Bu hırçın, Karadeniz çocuğu; yaşamsal uğraşısının, sonuna kadar tutkuyla bağlı olduğu müzikle olmasını istiyordu...
İçinden gelen sesi dinledi ve yalnızca müzik yapmaya karar verdi... Karadeniz müziğini; Rock müzikle birleştirip, kendi tarzını yarattı...
Aynı sene arkadaşlarıyla beraber "Zuğaşi Berepe" isminde bir grup kurdu. Bu grubuyla birlikte; "Dinmeyen" grubuyla da çalıştı... Çalıştı da, çalıştı! Çabaladı, mücadele etti hep! Tırnaklarıyla kazıdı... Hayatının özeti buydu...
Yeni kurduğu grupla ilk albümü, "Va Mişkunan"ı 1995 yılında yayınlarken; Kâzım KOYUNCU’nun bu yeni tarzı, müzikseverler tarafından çok beğenildi...

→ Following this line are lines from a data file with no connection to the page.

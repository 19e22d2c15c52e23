//! CLI settings file.
//!
//! Lives at `<config dir>/tablecraft/config.toml` unless `--config` or
//! `TABLECRAFT_CONFIG` names another file. `TABLECRAFT_API_URL` and
//! `TABLECRAFT_LANGUAGE` override the file.

use serde::{Deserialize, Serialize};
use std::path::PathBuf;
use std::time::Duration;
use tablecraft_client::{ClientConfig, DEFAULT_BASE_URL};
use tablecraft_core::traits::ConfigManager;
use tablecraft_core::{Error, Result};

/// Env var overriding `api.base_url`.
pub const API_URL_ENV: &str = "TABLECRAFT_API_URL";
/// Env var overriding `ui.language`.
pub const LANGUAGE_ENV: &str = "TABLECRAFT_LANGUAGE";
/// Env var naming a local configuration directory.
pub const CONFIG_DIR_ENV: &str = "TABLECRAFT_CONFIG_DIR";

/// Top-level settings.
#[derive(Clone, Debug, Default, PartialEq, Serialize, Deserialize)]
#[serde(default)]
pub struct TablecraftConfig {
    /// Directory holding `table-config.json` and friends; when set, the
    /// configuration is read from disk instead of the backend.
    #[serde(skip_serializing_if = "Option::is_none")]
    pub config_dir: Option<PathBuf>,
    /// Backend connection.
    pub api: ApiConfig,
    /// Presentation.
    pub ui: UiConfig,
}

/// Backend connection settings.
#[derive(Clone, Debug, PartialEq, Serialize, Deserialize)]
#[serde(default)]
pub struct ApiConfig {
    /// Backend base URL.
    pub base_url: String,
    /// Per-request timeout in seconds.
    pub timeout_secs: u64,
    /// Retries for transient failures.
    pub max_retries: usize,
}

impl Default for ApiConfig {
    fn default() -> Self {
        Self {
            base_url: DEFAULT_BASE_URL.to_string(),
            timeout_secs: 30,
            max_retries: 3,
        }
    }
}

impl ApiConfig {
    /// Client settings for these values.
    pub fn client_config(&self) -> ClientConfig {
        ClientConfig {
            base_url: self.base_url.clone(),
            timeout: Duration::from_secs(self.timeout_secs),
            max_retries: self.max_retries,
            ..ClientConfig::default()
        }
    }
}

/// Presentation settings.
#[derive(Clone, Debug, Default, PartialEq, Serialize, Deserialize)]
#[serde(default)]
pub struct UiConfig {
    /// Message language; the project's default language when unset.
    #[serde(skip_serializing_if = "Option::is_none")]
    pub language: Option<String>,
}

impl TablecraftConfig {
    /// Applies environment overrides read through `lookup`.
    pub fn apply_env(&mut self, lookup: impl Fn(&str) -> Option<String>) {
        let lookup = |name: &str| lookup(name).filter(|v| !v.is_empty());
        if let Some(url) = lookup(API_URL_ENV) {
            self.api.base_url = url;
        }
        if let Some(language) = lookup(LANGUAGE_ENV) {
            self.ui.language = Some(language);
        }
        if let Some(dir) = lookup(CONFIG_DIR_ENV) {
            self.config_dir = Some(PathBuf::from(dir));
        }
    }
}

impl ConfigManager for TablecraftConfig {
    fn project_name() -> &'static str {
        "tablecraft"
    }

    fn load(config_path: Option<&str>) -> Result<Self> {
        let mut config = Self::read_file(config_path)?;
        config.apply_env(|name| std::env::var(name).ok());
        if config.api.base_url.trim().is_empty() {
            return Err(Error::config("api.base_url must not be empty"));
        }
        Ok(config)
    }

    fn to_env_vars(&self) -> Result<Vec<(String, String)>> {
        let mut vars = vec![
            (API_URL_ENV.to_string(), self.api.base_url.clone()),
            (
                "TABLECRAFT_API_TIMEOUT_SECS".to_string(),
                self.api.timeout_secs.to_string(),
            ),
            (
                "TABLECRAFT_API_MAX_RETRIES".to_string(),
                self.api.max_retries.to_string(),
            ),
        ];
        if let Some(language) = &self.ui.language {
            vars.push((LANGUAGE_ENV.to_string(), language.clone()));
        }
        if let Some(dir) = &self.config_dir {
            vars.push((CONFIG_DIR_ENV.to_string(), dir.display().to_string()));
        }
        Ok(vars)
    }
}

#[cfg(test)]
#[allow(clippy::unwrap_used)]
mod tests {
    use super::*;
    use std::collections::HashMap;

    fn env(pairs: &[(&str, &str)]) -> impl Fn(&str) -> Option<String> {
        let map: HashMap<String, String> = pairs
            .iter()
            .map(|(k, v)| (k.to_string(), v.to_string()))
            .collect();
        move |name| map.get(name).cloned()
    }

    #[test]
    fn test_defaults() {
        let config = TablecraftConfig::default();
        assert_eq!(config.api.base_url, DEFAULT_BASE_URL);
        assert!(config.config_dir.is_none());
        assert!(config.ui.language.is_none());
    }

    #[test]
    fn test_partial_file_fills_defaults() {
        let config: TablecraftConfig = toml::from_str("[ui]\nlanguage = \"en\"\n").unwrap();
        assert_eq!(config.ui.language.as_deref(), Some("en"));
        assert_eq!(config.api.max_retries, 3);
    }

    #[test]
    fn test_env_overrides() {
        let mut config = TablecraftConfig::default();
        config.apply_env(env(&[
            (API_URL_ENV, "http://backend:9000"),
            (LANGUAGE_ENV, "ja"),
            (CONFIG_DIR_ENV, ""),
        ]));
        assert_eq!(config.api.base_url, "http://backend:9000");
        assert_eq!(config.ui.language.as_deref(), Some("ja"));
        assert!(config.config_dir.is_none());
    }

    #[test]
    fn test_client_config() {
        let mut config = TablecraftConfig::default();
        config.api.timeout_secs = 5;
        let client = config.api.client_config();
        assert_eq!(client.timeout, Duration::from_secs(5));
        assert_eq!(client.base_url, DEFAULT_BASE_URL);
    }

    #[test]
    fn test_to_env_vars() {
        let mut config = TablecraftConfig::default();
        config.ui.language = Some("en".into());
        let vars = config.to_env_vars().unwrap();
        assert_eq!(vars[0], (API_URL_ENV.to_string(), DEFAULT_BASE_URL.to_string()));
        assert!(vars.contains(&(LANGUAGE_ENV.to_string(), "en".to_string())));
        assert!(!vars.iter().any(|(k, _)| k == CONFIG_DIR_ENV));
    }

    #[test]
    fn test_toml_round_trip_skips_unset() {
        let text = TablecraftConfig::default().to_toml_string().unwrap();
        assert!(text.contains("[api]"));
        assert!(!text.contains("config_dir"));
        let back: TablecraftConfig = toml::from_str(&text).unwrap();
        assert_eq!(back, TablecraftConfig::default());
    }
}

Birlikte çalıştığı "Dinmeyen" grubu, 1996 yılında, "Sisler Duvarı" albümünü çıkarmasının hemen arkasından dağıldı...
"Zuğaşi Berepe" grubu da; 1999 yılında, ikinci albümleri "İgzas"tan hemen sonra...
*****
Sanatında her zaman denemeler ve yenilikler yapan, Karadeniz müziğinin, sert ve de duygusal yapısını eserlerine yansıtan Kâzım; ilk kişisel albümü "Viya!" yı, 2001 yılında çıkardı...
Ama esas çıkış noktasını; 2002 yılında yayınlanan, "Gülbeyaz" adındaki televizyon dizisinin müziklerini yapmasıyla yakaladı...
Dizinin arkasından konser programları artmaya başladı ve 2004 yılında, ikinci solo albümü "Hayde!"yi çıkardı...
*****
Bir tesadüf sonucunda öğrendiği kanser illetinin teşhisi konulduğunda; takvimler, 2004 yılının Aralık ayını gösteriyordu...
Ve Şiir Ceketli Çocuk, Kâzım KOYUNCU; sadece, altı aylık bir ömrünün olduğunu bilmiyordu...
Doktorlar, kendini fazla yormaması gerektiğini söylese de; Kâzım KOYUNCU, içindeki bitmek tükenmek bilmeyen müzik Aşk'ıyla konserler vermeyi sürdürdü...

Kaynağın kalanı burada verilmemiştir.